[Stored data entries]
- - -
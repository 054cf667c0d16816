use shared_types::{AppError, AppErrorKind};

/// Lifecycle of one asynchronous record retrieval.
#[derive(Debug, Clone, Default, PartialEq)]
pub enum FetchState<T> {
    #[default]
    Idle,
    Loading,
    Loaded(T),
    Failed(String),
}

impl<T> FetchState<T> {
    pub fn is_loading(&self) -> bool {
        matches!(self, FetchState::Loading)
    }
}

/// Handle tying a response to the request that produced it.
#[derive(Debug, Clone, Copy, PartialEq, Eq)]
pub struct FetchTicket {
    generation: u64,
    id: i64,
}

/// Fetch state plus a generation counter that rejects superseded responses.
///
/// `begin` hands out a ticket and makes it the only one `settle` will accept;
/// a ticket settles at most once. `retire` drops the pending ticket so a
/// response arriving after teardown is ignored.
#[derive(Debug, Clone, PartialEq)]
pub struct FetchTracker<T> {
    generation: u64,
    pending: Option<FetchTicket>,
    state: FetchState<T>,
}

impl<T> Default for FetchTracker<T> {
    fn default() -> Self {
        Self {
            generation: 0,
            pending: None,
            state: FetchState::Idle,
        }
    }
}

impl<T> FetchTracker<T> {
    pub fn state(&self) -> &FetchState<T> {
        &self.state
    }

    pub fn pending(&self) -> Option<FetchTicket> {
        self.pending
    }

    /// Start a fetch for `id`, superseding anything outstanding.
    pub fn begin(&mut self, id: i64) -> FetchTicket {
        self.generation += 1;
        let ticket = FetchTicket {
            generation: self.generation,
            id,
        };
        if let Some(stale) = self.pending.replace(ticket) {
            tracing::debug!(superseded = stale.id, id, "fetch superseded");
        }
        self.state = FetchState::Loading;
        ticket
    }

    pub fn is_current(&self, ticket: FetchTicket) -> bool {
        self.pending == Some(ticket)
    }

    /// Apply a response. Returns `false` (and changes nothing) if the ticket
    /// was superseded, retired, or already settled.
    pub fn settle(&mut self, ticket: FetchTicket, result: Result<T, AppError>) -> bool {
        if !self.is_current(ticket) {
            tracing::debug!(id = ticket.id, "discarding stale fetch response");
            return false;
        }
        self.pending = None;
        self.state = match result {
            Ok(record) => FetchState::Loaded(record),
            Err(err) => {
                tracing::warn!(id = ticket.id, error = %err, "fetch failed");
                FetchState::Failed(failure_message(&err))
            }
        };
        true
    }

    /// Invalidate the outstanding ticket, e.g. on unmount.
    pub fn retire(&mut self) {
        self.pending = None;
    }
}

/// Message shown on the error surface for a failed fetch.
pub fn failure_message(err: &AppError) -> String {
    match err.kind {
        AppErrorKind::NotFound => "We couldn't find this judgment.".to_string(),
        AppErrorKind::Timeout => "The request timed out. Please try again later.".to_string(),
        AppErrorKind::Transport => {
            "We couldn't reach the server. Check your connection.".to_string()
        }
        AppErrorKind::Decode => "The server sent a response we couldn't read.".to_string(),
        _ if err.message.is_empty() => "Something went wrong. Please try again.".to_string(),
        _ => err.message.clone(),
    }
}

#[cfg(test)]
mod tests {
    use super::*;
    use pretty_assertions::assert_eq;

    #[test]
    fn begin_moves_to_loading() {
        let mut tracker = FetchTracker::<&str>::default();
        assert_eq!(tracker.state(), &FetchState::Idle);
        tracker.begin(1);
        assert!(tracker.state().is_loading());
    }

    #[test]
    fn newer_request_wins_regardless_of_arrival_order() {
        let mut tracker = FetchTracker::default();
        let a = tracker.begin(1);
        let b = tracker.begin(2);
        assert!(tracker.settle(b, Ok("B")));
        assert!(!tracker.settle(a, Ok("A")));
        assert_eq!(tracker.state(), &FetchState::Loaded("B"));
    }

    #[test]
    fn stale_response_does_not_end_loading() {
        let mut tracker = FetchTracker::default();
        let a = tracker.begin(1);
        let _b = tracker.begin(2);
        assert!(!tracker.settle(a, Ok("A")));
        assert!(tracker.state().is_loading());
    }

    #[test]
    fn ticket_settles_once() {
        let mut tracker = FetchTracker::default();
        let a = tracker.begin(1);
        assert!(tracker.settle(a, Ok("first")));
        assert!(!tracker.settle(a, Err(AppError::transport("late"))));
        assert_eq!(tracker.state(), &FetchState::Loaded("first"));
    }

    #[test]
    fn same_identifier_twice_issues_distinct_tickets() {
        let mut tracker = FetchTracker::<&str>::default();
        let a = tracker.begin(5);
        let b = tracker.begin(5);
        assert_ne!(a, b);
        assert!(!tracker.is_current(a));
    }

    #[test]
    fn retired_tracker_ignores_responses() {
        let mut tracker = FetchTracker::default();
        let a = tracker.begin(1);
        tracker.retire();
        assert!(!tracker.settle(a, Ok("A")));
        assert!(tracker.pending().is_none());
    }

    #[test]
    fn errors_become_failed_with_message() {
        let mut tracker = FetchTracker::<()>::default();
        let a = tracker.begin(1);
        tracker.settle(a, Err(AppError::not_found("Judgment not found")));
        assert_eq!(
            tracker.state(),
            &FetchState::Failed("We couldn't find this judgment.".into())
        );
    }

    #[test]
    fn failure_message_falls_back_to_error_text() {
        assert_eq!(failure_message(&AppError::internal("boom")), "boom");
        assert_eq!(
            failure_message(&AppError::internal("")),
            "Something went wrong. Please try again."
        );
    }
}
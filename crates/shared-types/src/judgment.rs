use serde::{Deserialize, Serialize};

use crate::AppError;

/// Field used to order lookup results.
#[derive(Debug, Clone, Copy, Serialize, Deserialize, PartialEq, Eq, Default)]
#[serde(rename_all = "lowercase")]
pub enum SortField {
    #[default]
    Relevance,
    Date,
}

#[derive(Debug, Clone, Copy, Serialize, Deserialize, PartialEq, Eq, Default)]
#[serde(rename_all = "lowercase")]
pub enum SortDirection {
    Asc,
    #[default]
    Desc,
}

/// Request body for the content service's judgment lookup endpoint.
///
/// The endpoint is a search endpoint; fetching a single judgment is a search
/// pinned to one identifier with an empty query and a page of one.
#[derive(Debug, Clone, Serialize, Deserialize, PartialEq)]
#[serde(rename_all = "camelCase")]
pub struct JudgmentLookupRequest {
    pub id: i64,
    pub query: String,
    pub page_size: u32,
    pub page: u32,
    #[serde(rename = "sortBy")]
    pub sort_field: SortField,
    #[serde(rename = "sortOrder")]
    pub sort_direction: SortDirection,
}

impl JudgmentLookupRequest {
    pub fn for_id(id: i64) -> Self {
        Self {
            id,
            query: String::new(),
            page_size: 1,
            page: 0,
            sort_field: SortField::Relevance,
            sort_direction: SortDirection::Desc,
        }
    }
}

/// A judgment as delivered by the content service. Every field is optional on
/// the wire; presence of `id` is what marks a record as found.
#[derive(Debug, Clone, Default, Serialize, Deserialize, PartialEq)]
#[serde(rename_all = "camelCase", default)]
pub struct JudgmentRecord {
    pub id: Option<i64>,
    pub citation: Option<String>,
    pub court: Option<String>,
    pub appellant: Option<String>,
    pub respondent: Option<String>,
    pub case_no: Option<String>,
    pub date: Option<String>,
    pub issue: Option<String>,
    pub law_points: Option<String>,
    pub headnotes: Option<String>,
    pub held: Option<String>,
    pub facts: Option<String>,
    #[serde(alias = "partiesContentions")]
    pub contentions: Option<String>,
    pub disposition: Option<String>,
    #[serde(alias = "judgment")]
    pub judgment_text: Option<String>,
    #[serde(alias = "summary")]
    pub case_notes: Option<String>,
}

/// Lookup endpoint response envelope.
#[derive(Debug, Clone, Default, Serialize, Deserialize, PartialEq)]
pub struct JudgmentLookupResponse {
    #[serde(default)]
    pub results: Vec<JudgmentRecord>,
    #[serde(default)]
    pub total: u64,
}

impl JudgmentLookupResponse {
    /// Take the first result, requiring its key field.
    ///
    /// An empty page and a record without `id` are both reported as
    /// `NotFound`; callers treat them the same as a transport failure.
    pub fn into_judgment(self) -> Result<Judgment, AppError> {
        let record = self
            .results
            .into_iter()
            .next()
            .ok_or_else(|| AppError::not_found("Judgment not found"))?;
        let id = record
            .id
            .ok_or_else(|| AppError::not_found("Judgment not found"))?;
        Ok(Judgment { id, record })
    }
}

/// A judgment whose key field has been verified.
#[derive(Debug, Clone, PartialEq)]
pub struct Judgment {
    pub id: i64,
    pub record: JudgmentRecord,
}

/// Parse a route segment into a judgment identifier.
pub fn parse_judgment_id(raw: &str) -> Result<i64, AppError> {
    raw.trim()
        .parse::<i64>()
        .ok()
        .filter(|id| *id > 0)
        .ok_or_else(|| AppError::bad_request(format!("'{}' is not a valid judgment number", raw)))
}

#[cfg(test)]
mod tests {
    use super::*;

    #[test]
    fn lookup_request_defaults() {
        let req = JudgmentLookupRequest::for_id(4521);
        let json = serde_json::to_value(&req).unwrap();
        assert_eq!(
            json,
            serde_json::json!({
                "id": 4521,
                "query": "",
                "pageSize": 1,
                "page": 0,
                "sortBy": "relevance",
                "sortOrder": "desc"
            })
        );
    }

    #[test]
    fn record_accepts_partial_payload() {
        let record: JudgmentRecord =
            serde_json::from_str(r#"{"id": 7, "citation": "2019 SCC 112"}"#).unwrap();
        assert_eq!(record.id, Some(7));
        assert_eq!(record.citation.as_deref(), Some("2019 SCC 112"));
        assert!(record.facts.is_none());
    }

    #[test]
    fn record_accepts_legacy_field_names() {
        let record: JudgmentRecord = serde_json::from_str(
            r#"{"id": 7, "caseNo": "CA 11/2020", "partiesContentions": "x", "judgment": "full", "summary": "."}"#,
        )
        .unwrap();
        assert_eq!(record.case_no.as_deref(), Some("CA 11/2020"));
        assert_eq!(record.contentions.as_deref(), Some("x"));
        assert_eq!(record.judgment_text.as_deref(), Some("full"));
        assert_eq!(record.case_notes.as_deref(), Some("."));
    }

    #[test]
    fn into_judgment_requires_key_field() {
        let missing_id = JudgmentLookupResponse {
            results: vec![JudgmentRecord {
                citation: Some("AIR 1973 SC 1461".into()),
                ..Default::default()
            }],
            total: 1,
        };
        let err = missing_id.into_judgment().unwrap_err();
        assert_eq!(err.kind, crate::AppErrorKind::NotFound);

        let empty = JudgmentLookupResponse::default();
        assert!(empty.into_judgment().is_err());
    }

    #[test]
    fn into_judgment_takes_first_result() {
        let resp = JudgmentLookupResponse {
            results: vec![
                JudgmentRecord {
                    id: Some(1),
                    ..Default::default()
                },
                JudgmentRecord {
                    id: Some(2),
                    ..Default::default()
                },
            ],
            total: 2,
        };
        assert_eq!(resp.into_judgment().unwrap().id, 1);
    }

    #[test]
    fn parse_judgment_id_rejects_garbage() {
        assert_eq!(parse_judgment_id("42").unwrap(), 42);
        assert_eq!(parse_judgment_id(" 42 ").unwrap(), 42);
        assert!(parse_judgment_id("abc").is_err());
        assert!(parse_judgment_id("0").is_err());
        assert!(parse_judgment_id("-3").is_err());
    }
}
- - -
What you need to do -> From the entries, report each line that includes the word "partiesContentions".

Response box ->
    #[serde(alias = "partiesContentions")]
            r#"{"id": 7, "caseNo": "CA 11/2020", "partiesContentions": "x", "judgment": "full", "summary": "."}"#,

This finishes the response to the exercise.